What you have to do – Where the word "derive" shows up in the entries below, please copy the whole line.

[Saved entries]
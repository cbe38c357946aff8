use std::collections::BTreeSet;

use tracing::{debug, trace};

use crate::problem::{ConstraintOp, LpProblem, ProblemError};
use crate::solution::{Analysis, ConstraintViolation, ReducedCost, ShadowPrice, Solution, SolutionStatus};

/// Magnitudes below this are flushed to zero after every pivot
const ZERO_SNAP: f64 = 1e-12;

/// Two-phase simplex solver for linear programming problems.
///
/// Pivoting follows Bland's rule, so a solve never cycles and identical
/// problems always produce bit-identical results.
#[derive(Debug, Clone)]
pub struct Solver {
    /// Maximum pivots per phase before giving up
    max_iterations: usize,
    /// Tolerance for floating point comparisons
    tolerance: f64,
    /// Alternative optimal bases inspected when looking for a sparser optimum
    max_alternate_bases: usize,
}

impl Default for Solver {
    fn default() -> Self {
        Self {
            max_iterations: 10000,
            tolerance: 1e-9,
            max_alternate_bases: 64,
        }
    }
}
use clap::{Parser, Subcommand, ValueEnum};
use feedmix_engine::{
    load_cattle_types, load_feed_catalog, sample, CattleType, FeedCatalog, FeedCombination, FeedItem, InMemorySource,
    MixEngine, MixSolution, Nutrient, NutrientBounds, ProfileSource,
};
use feedmix_solver::Solver;
use std::path::{Path, PathBuf};
use tracing::debug;
use tracing_subscriber::EnvFilter;

#[derive(Parser)]
#[command(name = "feedmix")]
#[command(about = "Least-cost feed mixes for cattle", long_about = None)]
struct Cli {
    /// Feed catalog document (bundled sample catalog when omitted)
    #[arg(long, global = true, env = "FEEDMIX_FEEDS")]
    feeds: Option<PathBuf>,
    /// Cattle type document (bundled sample profiles when omitted)
    #[arg(long, global = true, env = "FEEDMIX_CATTLE_TYPES")]
    cattle_types: Option<PathBuf>,
    /// Solver tolerance for floating point comparisons
    #[arg(long, global = true, default_value_t = 1e-9)]
    tolerance: f64,
    /// Maximum simplex pivots per phase
    #[arg(long, global = true, default_value_t = 10000)]
    max_iterations: usize,
    #[command(subcommand)]
    command: Commands,
}

#[derive(Clone, Copy, PartialEq, Eq, ValueEnum)]
enum Format {
    Pretty,
    Json,
}

#[derive(Subcommand)]
enum Commands {
    /// Compute the cheapest ration for a cattle type
    Solve {
        /// Cattle type id, e.g. ct1
        cattle_type: String,
        /// Body weight in kg
        #[arg(short, long)]
        weight: f64,
        /// Restrict the mix to these feed ids (comma separated)
        #[arg(long, value_delimiter = ',')]
        only: Vec<String>,
        /// Output format
        #[arg(short, long, value_enum, default_value = "pretty")]
        format: Format,
        /// Save the mix as a feed combination document
        #[arg(long)]
        save: Option<PathBuf>,
        /// Name of the saved combination
        #[arg(long)]
        name: Option<String>,
        /// Show shadow prices of the nutrient bounds
        #[arg(short, long)]
        analysis: bool,
    },
    /// List feeds and cattle types
    List {
        /// Only feeds in this category
        #[arg(long)]
        category: Option<String>,
        /// Only feeds costing at least this much
        #[arg(long)]
        min_price: Option<f64>,
        /// Only feeds costing at most this much
        #[arg(long)]
        max_price: Option<f64>,
    },
    /// Check the feed catalog and cattle type documents for errors
    Check,
}

fn load_source(feeds: Option<&Path>, cattle_types: Option<&Path>) -> feedmix_engine::Result<InMemorySource> {
    let feeds = match feeds {
        Some(path) => load_feed_catalog(path)?,
        None => sample::feeds()?,
    };
    let cattle_types = match cattle_types {
        Some(path) => load_cattle_types(path)?,
        None => sample::cattle_types()?,
    };
    debug!(feeds = feeds.len(), cattle_types = cattle_types.len(), "data loaded");
    Ok(InMemorySource::new(feeds, cattle_types))
}

/// Catalog entries matching the optional category and price filters
fn select_feeds(
    catalog: &dyn FeedCatalog,
    category: Option<&str>,
    min_price: Option<f64>,
    max_price: Option<f64>,
) -> feedmix_engine::Result<Vec<FeedItem>> {
    let mut feeds = match category {
        Some(c) => catalog.feeds_by_category(c)?,
        None => catalog.fetch_feed_catalog()?,
    };
    if min_price.is_some() || max_price.is_some() {
        let in_range = catalog.feeds_by_price_range(min_price.unwrap_or(0.0), max_price.unwrap_or(f64::INFINITY))?;
        feeds.retain(|f| in_range.iter().any(|g| g.id == f.id));
    }
    Ok(feeds)
}

fn describe(path: Option<&Path>) -> String {
    match path {
        Some(path) => path.display().to_string(),
        None => "bundled sample".to_string(),
    }
}

fn main() {
    let cli = Cli::parse();

    tracing_subscriber::fmt()
        .with_env_filter(EnvFilter::try_from_default_env().unwrap_or_else(|_| EnvFilter::new("feedmix=warn")))
        .with_writer(std::io::stderr)
        .init();

    let feeds_path = cli.feeds.as_deref();
    let cattle_types_path = cli.cattle_types.as_deref();

    match cli.command {
        Commands::Solve {
            cattle_type,
            weight,
            only,
            format,
            save,
            name,
            analysis,
        } => {
            let source = match load_source(feeds_path, cattle_types_path) {
                Ok(s) => s,
                Err(e) => {
                    eprintln!("Error loading data: {}", e);
                    std::process::exit(1);
                }
            };

            let mut feeds = source.feeds().to_vec();
            if !only.is_empty() {
                if let Some(unknown) = only.iter().find(|id| !feeds.iter().any(|f| &f.id == *id)) {
                    eprintln!("Unknown feed: {}", unknown);
                    std::process::exit(1);
                }
                feeds.retain(|f| only.contains(&f.id));
            }

            let bounds = match source.fetch_nutrient_bounds(&cattle_type, weight) {
                Ok(b) => b,
                Err(e) => {
                    eprintln!("Error: {}", e);
                    std::process::exit(1);
                }
            };
            let cattle_name = source
                .cattle_types()
                .iter()
                .find(|c| c.id == cattle_type)
                .map(|c| c.name.clone())
                .unwrap_or_else(|| cattle_type.clone());

            let solver = Solver::new()
                .with_tolerance(cli.tolerance)
                .with_max_iterations(cli.max_iterations);
            let engine = MixEngine::new().with_solver(solver);

            let mix = match engine.compute_optimal_mix(&bounds, &feeds) {
                Ok(m) => m,
                Err(e) => {
                    eprintln!("Error: {}", e);
                    std::process::exit(1);
                }
            };

            match format {
                Format::Json => match serde_json::to_string_pretty(&mix) {
                    Ok(json) => println!("{}", json),
                    Err(e) => {
                        eprintln!("Error encoding result: {}", e);
                        std::process::exit(1);
                    }
                },
                Format::Pretty => {
                    println!("Cattle type: {} ({})", cattle_name, cattle_type);
                    println!("Body weight: {} kg", weight);
                    println!("Daily intake: {:.2} kg", mix.total_intake);
                    println!();
                    print_mix(&mix, &feeds, &bounds, analysis);
                }
            }

            if let Some(path) = save {
                let label = name.unwrap_or_else(|| format!("{} ration", cattle_name));
                let Some(combination) = FeedCombination::from_solution(label, &cattle_type, &cattle_name, &mix)
                else {
                    eprintln!("Not saving {}: the mix is infeasible", path.display());
                    std::process::exit(1);
                };
                let written = serde_json::to_string_pretty(&combination)
                    .map_err(|e| e.to_string())
                    .and_then(|json| std::fs::write(&path, json).map_err(|e| e.to_string()));
                if let Err(e) = written {
                    eprintln!("Error saving {}: {}", path.display(), e);
                    std::process::exit(1);
                }
                if format == Format::Pretty {
                    println!();
                    println!("Saved combination to {}", path.display());
                }
            }

            if !mix.feasible {
                std::process::exit(1);
            }
        }
        Commands::List {
            category,
            min_price,
            max_price,
        } => {
            let source = match load_source(feeds_path, cattle_types_path) {
                Ok(s) => s,
                Err(e) => {
                    eprintln!("Error loading data: {}", e);
                    std::process::exit(1);
                }
            };

            let feeds = match select_feeds(&source, category.as_deref(), min_price, max_price) {
                Ok(f) => f,
                Err(e) => {
                    eprintln!("Error: {}", e);
                    std::process::exit(1);
                }
            };

            println!("Feeds:");
            for feed in &feeds {
                println!(
                    "  {:6} {:20} {:12} {:8.2}/{}  protein {:5.1}%  energy {:4.2} Mcal/kg  fiber {:5.1}%",
                    feed.id,
                    feed.display_name(),
                    feed.category.as_deref().unwrap_or("-"),
                    feed.unit_cost,
                    feed.unit,
                    feed.protein,
                    feed.energy,
                    feed.fiber
                );
            }

            if category.is_none() && min_price.is_none() && max_price.is_none() {
                println!();
                println!("Cattle types:");
                for cattle in source.cattle_types() {
                    print_cattle_type(cattle);
                }
            }
        }
        Commands::Check => {
            let mut failed = false;

            match feeds_path.map(load_feed_catalog).unwrap_or_else(sample::feeds) {
                Ok(feeds) => {
                    println!("✓ {} is valid", describe(feeds_path));
                    println!("  {} feeds", feeds.len());
                }
                Err(e) => {
                    eprintln!("✗ {} has errors:", describe(feeds_path));
                    eprintln!("  {}", e);
                    failed = true;
                }
            }

            match cattle_types_path.map(load_cattle_types).unwrap_or_else(sample::cattle_types) {
                Ok(cattle_types) => {
                    println!("✓ {} is valid", describe(cattle_types_path));
                    println!("  {} cattle types", cattle_types.len());
                }
                Err(e) => {
                    eprintln!("✗ {} has errors:", describe(cattle_types_path));
                    eprintln!("  {}", e);
                    failed = true;
                }
            }

            if failed {
                std::process::exit(1);
            }
        }
    }
}

fn print_mix(mix: &MixSolution, feeds: &[FeedItem], bounds: &NutrientBounds, analysis: bool) {
    let name_of = |id: &str| {
        feeds
            .iter()
            .find(|f| f.id == id)
            .map(|f| f.display_name().to_string())
            .unwrap_or_else(|| id.to_string())
    };

    if mix.feasible {
        println!("Status: OPTIMAL");
        println!("Total cost: {:.2} per day ({:.4} per kg)", mix.total_cost, mix.cost_per_unit);
        println!("Efficiency score: {:.1}", mix.efficiency_score);
    } else {
        println!("Status: INFEASIBLE");
        println!("No feed mix satisfies every bound:");
        for line in mix.explain() {
            println!("  - {}", line);
        }
        println!();
        println!("Least-violating blend (diagnostic only, do not feed):");
    }
    println!();

    println!("Feeds:");
    for allocation in mix.used_allocations() {
        println!(
            "  {:20} {:10.2} ({:5.2}%)",
            name_of(&allocation.feed_id),
            allocation.mass_amount,
            allocation.mass_fraction * 100.0
        );
    }
    println!();

    println!("Nutrients:");
    for nutrient in Nutrient::ALL {
        let range = bounds.range(nutrient);
        println!(
            "  {:10} {:8.2} {:8}  [{:.2} - {:.2}]",
            nutrient.name(),
            mix.achieved_nutrients.get(nutrient),
            nutrient.unit(),
            range.min,
            range.max
        );
    }

    if !mix.feasible {
        return;
    }

    if !mix.binding_constraints.is_empty() {
        println!();
        println!("Binding constraints (pinch points):");
        for name in &mix.binding_constraints {
            println!("  - {}", name);
        }
    }

    if analysis {
        println!();
        println!("Shadow prices (cost per kg of blend):");
        for sp in &mix.shadow_prices {
            if sp.value.abs() > 0.001 {
                println!("  {:20} {:10.4}", sp.constraint, sp.value);
                println!("    {}", sp.interpretation);
            }
        }
    }
}

fn print_cattle_type(cattle: &CattleType) {
    let n = &cattle.optimal_nutrition;
    println!(
        "  {:6} {:12} {:10} weight {:.0}-{:.0} kg  intake {:.0}-{:.0} kg/day",
        cattle.id,
        cattle.name,
        cattle.category,
        cattle.average_weight.min,
        cattle.average_weight.max,
        cattle.daily_feed_need.min,
        cattle.daily_feed_need.max
    );
    println!(
        "         protein {:.1}-{:.1}%  energy {:.2}-{:.2} Mcal/kg  fiber {:.1}-{:.1}%",
        n.protein.min, n.protein.max, n.energy.min, n.energy.max, n.fiber.min, n.fiber.max
    );
}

Answer to the problem –
#[derive(Debug, Clone)]
#[derive(Parser)]
#[derive(Clone, Copy, PartialEq, Eq, ValueEnum)]
#[derive(Subcommand)]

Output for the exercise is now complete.